El Teatro Experimental Octavio Trías del Centro Cultural Paso del Norte (CCPN), no solo albergó un concierto el pasado sábado 9 de mayo; fue el escenario de una culminación. Tras un proceso que inició en febrero de este año, con una rigurosa convocatoria, Óscar Emiliano Ramos Mena, estudiante de segundo semestre de la Licenciatura en Música de la Universidad Autónoma de Ciudad Juárez (UACJ), se plantó frente al atril no solo como un integrante más de la fila de violines, sino como el solista ganador que pondría a prueba su temple ante el público juarense.
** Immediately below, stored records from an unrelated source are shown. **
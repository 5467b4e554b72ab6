//! CLI commands

pub mod inspect;
pub mod overrides;
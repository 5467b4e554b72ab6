//! Registry scope resolution and destination computation

use crate::image::{normalize_registry, ImageReference};
use crate::mappings::RegistryMappings;
use crate::strategy::PathStrategy;

/// Whether an image is subject to redirection
#[derive(Debug, Clone, Copy, PartialEq, Eq)]
pub enum Scope {
    /// Registry is a configured source and not excluded
    InScope,
    /// Registry is both a source and explicitly excluded (exclusion wins)
    Excluded,
    /// Registry is not among the configured sources
    OutOfScope,
}

/// Where an in-scope image will be pulled from after redirection
#[derive(Debug, Clone, PartialEq, Eq)]
pub struct Destination {
    pub registry: String,
    pub repository: String,
}

/// Decide whether a reference is in scope for redirection.
///
/// All comparisons are over normalized registry names. A registry present
/// in both sets is `Excluded` -- exclusion always wins over inclusion.
pub fn resolve_scope(
    reference: &ImageReference,
    source_registries: &[String],
    exclude_registries: &[String],
) -> Scope {
    let effective = reference.effective_registry();

    if exclude_registries.iter().any(|r| normalize_registry(r) == effective) {
        return Scope::Excluded;
    }
    if source_registries.iter().any(|r| normalize_registry(r) == effective) {
        return Scope::InScope;
    }
    Scope::OutOfScope
}

/// Compute the destination for an in-scope reference.
///
/// An enabled [`RegistryMappings`] entry for the effective registry takes
/// precedence: its target becomes the destination registry verbatim and the
/// repository is kept unchanged. Otherwise the path strategy computes the
/// repository under `target_registry`.
pub fn resolve_destination(
    reference: &ImageReference,
    target_registry: &str,
    mappings: &RegistryMappings,
    strategy: PathStrategy,
) -> Destination {
    let source_registry = reference.effective_registry();
    let repository = reference.effective_repository();

    if let Some(target) = mappings.target_for(&source_registry) {
        return Destination {
            registry: target.to_string(),
            repository,
        };
    }

    Destination {
        registry: target_registry.to_string(),
        repository: strategy.destination_repository(&source_registry, &repository),
    }
}
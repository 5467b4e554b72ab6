//! Inspect command - report image patterns without generating overrides

use clap::ValueEnum;
use relok_chart::LoadedChart;
use relok_core::{generator, resolve, Scope};
use serde_json::json;
use std::path::Path;

use crate::display;
use crate::error::Result;

#[derive(Debug, Clone, Copy, Default, PartialEq, Eq, ValueEnum)]
pub enum OutputFormat {
    #[default]
    Text,
    Yaml,
    Json,
}

pub fn run(chart_path: &Path, source_registries: &[String], format: OutputFormat) -> Result<()> {
    let chart = LoadedChart::load(chart_path)?;
    let values = chart.merged_values();
    let analysis = generator::analyze(&values);

    match format {
        OutputFormat::Text => print_text(&chart, &analysis, source_registries),
        OutputFormat::Yaml => {
            print!("{}", serde_yaml::to_string(&to_report(&chart, &analysis)).map_err(
                |e| crate::error::CliError::internal(e.to_string()),
            )?);
        }
        OutputFormat::Json => {
            println!("{:#}", to_report(&chart, &analysis));
        }
    }

    Ok(())
}

fn scope_label(
    reference: &relok_core::ImageReference,
    source_registries: &[String],
) -> Option<&'static str> {
    if source_registries.is_empty() {
        return None;
    }
    Some(
        match resolve::resolve_scope(reference, source_registries, &[]) {
            Scope::InScope => "in scope",
            Scope::OutOfScope => "out of scope",
            Scope::Excluded => "excluded",
        },
    )
}

fn print_text(
    chart: &LoadedChart,
    analysis: &generator::ChartAnalysis,
    source_registries: &[String],
) {
    display::step(&format!(
        "Inspecting chart {} v{}",
        chart.manifest.name, chart.manifest.version
    ));

    for (name, key) in chart.dependency_keys() {
        if name == key {
            display::ok(&format!("dependency {name}"));
        } else {
            display::ok(&format!("dependency {name} (alias {key})"));
        }
    }

    if analysis.image_patterns.is_empty() {
        display::warn("no image patterns detected");
    }
    for pattern in &analysis.image_patterns {
        let scope = scope_label(&pattern.reference, source_registries)
            .map(|s| format!(" [{s}]"))
            .unwrap_or_default();
        display::ok(&format!(
            "{}: {} ({}){scope}",
            pattern.path,
            pattern.reference,
            display::shape_name(pattern.shape),
        ));
    }

    for global in &analysis.global_patterns {
        display::ok(&format!("{}: global registry configuration", global.path));
    }

    for unsupported in &analysis.unsupported {
        display::fail(&format!("{}: {}", unsupported.path, unsupported.reason));
    }
}

fn to_report(chart: &LoadedChart, analysis: &generator::ChartAnalysis) -> serde_json::Value {
    json!({
        "chart": {
            "name": chart.manifest.name,
            "version": chart.manifest.version.to_string(),
        },
        "imagePatterns": analysis
            .image_patterns
            .iter()
            .map(|p| {
                json!({
                    "path": p.path.to_string(),
                    "shape": display::shape_name(p.shape),
                    "reference": p.reference.to_string(),
                    "effectiveRegistry": p.reference.effective_registry(),
                })
            })
            .collect::<Vec<_>>(),
        "globalPatterns": analysis
            .global_patterns
            .iter()
            .map(|g| json!({"path": g.path.to_string()}))
            .collect::<Vec<_>>(),
        "unsupported": analysis
            .unsupported
            .iter()
            .map(|u| {
                json!({
                    "path": u.path.to_string(),
                    "reason": u.reason.to_string(),
                    "value": u.raw,
                })
            })
            .collect::<Vec<_>>(),
    })
}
Un programa de contrastes y maestría
La velada comenzó con el brío de la Obertura de Poeta y campesino de Von Suppé, una pieza que sirvió para calentar la acústica del recinto y demostrar la cohesión de la orquesta bajo la dirección del maestro Lizandro Valentín García Alvarado. Sin embargo, el silencio se hizo más denso cuando Ramos tomó el centro para abordar el Concierto para violín n.º 3 en sol mayor, K. 216 de W.A. Mozart.
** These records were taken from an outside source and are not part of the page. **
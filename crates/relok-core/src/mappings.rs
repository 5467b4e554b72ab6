//! Registry mapping configuration
//!
//! Explicit source-to-target registry overrides. When an enabled mapping
//! matches an image's effective registry it takes precedence over the path
//! strategy. Two file formats are accepted:
//!
//! ```yaml
//! version: "1.0"
//! registries:
//!   mappings:
//!     - source: docker.io
//!       target: registry.local/docker
//!       enabled: true
//! ```
//!
//! and the legacy flat form, treated as an all-enabled mapping list:
//!
//! ```yaml
//! docker.io: registry.local/docker
//! quay.io: registry.local/quay
//! ```

use serde::{Deserialize, Serialize};
use std::path::Path;

use crate::error::{CoreError, Result};
use crate::image::normalize_registry;

/// A single source-to-target registry override
#[derive(Debug, Clone, PartialEq, Eq, Serialize, Deserialize)]
pub struct RegistryMapping {
    pub source: String,
    pub target: String,
    #[serde(default = "default_enabled")]
    pub enabled: bool,
}

fn default_enabled() -> bool {
    true
}

/// Ordered collection of registry mappings
#[derive(Debug, Clone, Default, PartialEq, Eq)]
pub struct RegistryMappings {
    mappings: Vec<RegistryMapping>,
}

#[derive(Deserialize)]
struct StructuredFile {
    #[serde(default)]
    #[allow(dead_code)]
    version: Option<String>,
    registries: StructuredRegistries,
}

#[derive(Deserialize)]
struct StructuredRegistries {
    mappings: Vec<RegistryMapping>,
}

impl RegistryMappings {
    pub fn new(mappings: Vec<RegistryMapping>) -> Result<Self> {
        for m in &mappings {
            if m.source.trim().is_empty() || m.target.trim().is_empty() {
                return Err(CoreError::InvalidMappings {
                    message: format!(
                        "mapping entry must have a source and a target (source: '{}', target: '{}')",
                        m.source, m.target
                    ),
                });
            }
        }
        Ok(Self { mappings })
    }

    /// Parse mappings from YAML, accepting both the structured and the
    /// legacy flat format.
    pub fn from_yaml(yaml: &str) -> Result<Self> {
        if yaml.trim().is_empty() {
            return Ok(Self::default());
        }

        if let Ok(file) = serde_yaml::from_str::<StructuredFile>(yaml) {
            return Self::new(file.registries.mappings);
        }

        // Legacy flat `source: target` map, all entries enabled
        let flat: Vec<(String, String)> = serde_yaml::from_str::<serde_yaml::Mapping>(yaml)
            .map_err(|e| CoreError::InvalidMappings {
                message: format!("not a mappings file: {e}"),
            })?
            .into_iter()
            .map(|(k, v)| match (k.as_str(), v.as_str()) {
                (Some(k), Some(v)) => Ok((k.to_string(), v.to_string())),
                _ => Err(CoreError::InvalidMappings {
                    message: "legacy mappings must map registry strings to registry strings"
                        .to_string(),
                }),
            })
            .collect::<Result<_>>()?;

        Self::new(
            flat.into_iter()
                .map(|(source, target)| RegistryMapping {
                    source: source.trim().to_string(),
                    target: target.trim().to_string(),
                    enabled: true,
                })
                .collect(),
        )
    }

    pub fn from_file<P: AsRef<Path>>(path: P) -> Result<Self> {
        let content = std::fs::read_to_string(path.as_ref())?;
        Self::from_yaml(&content)
    }

    /// Target registry for a source registry, if an enabled mapping matches.
    /// Comparison is over normalized registry names.
    pub fn target_for(&self, source: &str) -> Option<&str> {
        let normalized = normalize_registry(source);
        self.mappings
            .iter()
            .find(|m| m.enabled && normalize_registry(&m.source) == normalized)
            .map(|m| m.target.as_str())
    }

    pub fn is_empty(&self) -> bool {
        self.mappings.is_empty()
    }

    pub fn iter(&self) -> impl Iterator<Item = &RegistryMapping> {
        self.mappings.iter()
    }
}

#[cfg(test)]
mod tests {
    use super::*;

    #[test]
    fn test_structured_format() {
        let mappings = RegistryMappings::from_yaml(
            r#"
version: "1.0"
registries:
  mappings:
    - source: docker.io
      target: registry.local/docker
      enabled: true
    - source: quay.io
      target: registry.local/quay
      enabled: false
"#,
        )
        .unwrap();

        assert_eq!(mappings.target_for("docker.io"), Some("registry.local/docker"));
        // Disabled entries never match
        assert_eq!(mappings.target_for("quay.io"), None);
    }

    #[test]
    fn test_enabled_defaults_to_true() {
        let mappings = RegistryMappings::from_yaml(
            r#"
registries:
  mappings:
    - source: gcr.io
      target: registry.local/gcr
"#,
        )
        .unwrap();
        assert_eq!(mappings.target_for("gcr.io"), Some("registry.local/gcr"));
    }

    #[test]
    fn test_legacy_flat_format() {
        let mappings = RegistryMappings::from_yaml(
            r#"
docker.io: registry.local/docker
quay.io: registry.local/quay
"#,
        )
        .unwrap();

        assert_eq!(mappings.target_for("docker.io"), Some("registry.local/docker"));
        assert_eq!(mappings.target_for("quay.io"), Some("registry.local/quay"));
        assert_eq!(mappings.target_for("gcr.io"), None);
    }

    #[test]
    fn test_lookup_is_normalized() {
        let mappings = RegistryMappings::from_yaml("index.docker.io: registry.local/docker").unwrap();
        assert_eq!(mappings.target_for("docker.io"), Some("registry.local/docker"));
        assert_eq!(mappings.target_for("DOCKER.IO:443"), Some("registry.local/docker"));
    }

    #[test]
    fn test_empty_file() {
        let mappings = RegistryMappings::from_yaml("").unwrap();
        assert!(mappings.is_empty());
    }

    #[test]
    fn test_malformed_entry_is_configuration_error() {
        let err = RegistryMappings::from_yaml(
            r#"
registries:
  mappings:
    - source: docker.io
      target: ""
"#,
        )
        .unwrap_err();
        assert!(err.is_fatal());
    }

    #[test]
    fn test_non_string_legacy_values_rejected() {
        let err = RegistryMappings::from_yaml("docker.io: [a, b]").unwrap_err();
        assert!(matches!(err, CoreError::InvalidMappings { .. }));
    }
}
Desde el primer Allegro, el joven violinista —formado inicialmente en las Orquestas Esperanza Azteca y hoy bajo la tutela del doctor Orlando Murillo Contreras— demostró por qué su video destacó entre las propuestas enviadas en febrero. No fue solo técnica; fue la madurez para dialogar con la orquesta en el Adagio y la agilidad en el Rondó final lo que confirmó que el premio de la OSUACJ estaba en las manos correctas
La música como resistencia y formación
Detrás de la ejecución perfecta de la Sinfonía n.º 3 de Schubert que cerró el programa, subyace una realidad que el maestro García Alvarado no pasó por alto: el esfuerzo invisible.
Para la Orquesta Sinfónica Juvenil (OSJUACJ) de la UACJ, este evento marcó el hito de haber acompañado a 25 solistas distintos a lo largo de su historia, retomando con fuerza una tradición que la pandemia intentó silenciar.
«Estos jóvenes aportan a la comunidad desde la trinchera de la música, a veces incluso viniendo desde el Valle de Juárez, costeando sus propios instrumentos y traslados por puro amor al arte», señaló el director artístico.
El primer paso de un largo camino
Para Emiliano Ramos, este concierto no fue la meta, sino el punto de partida. Aunque sus planes inmediatos se centran en la disciplina académica dentro de la UACJ, su paso por escenarios nacionales como la Orquesta Sinfónica Infantil (OSIM) y la Sinfónica Azteca sugieren que el foco de atención que recibió esa noche es solo el preludio de una carrera internacional.